Reproduce precisely the lines between the start of the data below and the line with "table of contents.", both included.

---------- Task material

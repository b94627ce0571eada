//! Sidebar projections: table of contents, hints and display titles.

use crate::model::document::{BlockId, BlockType, Document};

const UNTITLED: &str = "Untitled";
const UNTITLED_SECTION: &str = "Untitled Section";
const EMPTY_HINT: &str = "Empty";

/// One heading entry in a document's table of contents.
#[derive(Debug, Clone, PartialEq, Eq)]
pub struct OutlineEntry {
    /// Target block, used as scroll anchor.
    pub block_id: BlockId,
    /// `Heading1` or `Heading2`.
    pub level: BlockType,
    /// Heading text, `Untitled Section` when blank.
    pub label: String,
}

/// Extracts headings in block order.
pub fn table_of_contents(document: &Document) -> Vec<OutlineEntry> {
    document
        .blocks
        .iter()
        .filter(|block| block.kind.is_heading())
        .map(|block| OutlineEntry {
            block_id: block.id.clone(),
            level: block.kind,
            label: if block.content.is_empty() {
                UNTITLED_SECTION.to_string()
            } else {
                block.content.clone()
            },
        })
        .collect()
}

/// Returns the first non-blank block content, or `Empty`.
pub fn sidebar_hint(document: &Document) -> &str {
    document
        .blocks
        .iter()
        .find(|block| !block.content.trim().is_empty())
        .map_or(EMPTY_HINT, |block| block.content.as_str())
}

/// Returns the title, or `Untitled` when blank.
pub fn display_title(document: &Document) -> &str {
    if document.title.is_empty() {
        UNTITLED
    } else {
        document.title.as_str()
    }
}

#[cfg(test)]
mod tests {
    use super::{display_title, sidebar_hint, table_of_contents};
    use crate::model::document::{Block, BlockType, Document};
    use crate::model::seed::initial_documents;

    #[test]
    fn toc_lists_headings_in_order() {
        let doc = &initial_documents(0)[0];
        let toc = table_of_contents(doc);
        let ids: Vec<&str> = toc.iter().map(|entry| entry.block_id.as_str()).collect();
        assert_eq!(ids, vec!["b1", "b3", "b6", "b10", "b11", "b13"]);
        assert_eq!(toc[0].level, BlockType::Heading1);
        assert_eq!(toc[1].label, "1. Block Management");
    }

    #[test]
    fn blank_document_projections_fall_back() {
        let doc = Document {
            id: "doc_blank".to_string(),
            emoji: String::new(),
            title: String::new(),
            blocks: vec![
                Block::with_id("b1", BlockType::Text, "   "),
                Block::with_id("b2", BlockType::Heading2, ""),
            ],
            updated_at: 0,
        };
        assert_eq!(display_title(&doc), "Untitled");
        assert_eq!(sidebar_hint(&doc), "Empty");
        assert_eq!(table_of_contents(&doc)[0].label, "Untitled Section");
    }
}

--------------------

Response to this task:
repository b94627ce0571eada
//! Sidebar projections: table of contents, hints and display titles.

use crate::model::document::{BlockId, BlockType, Document};

const UNTITLED: &str = "Untitled";
const UNTITLED_SECTION: &str = "Untitled Section";
const EMPTY_HINT: &str = "Empty";

/// One heading entry in a document's table of contents.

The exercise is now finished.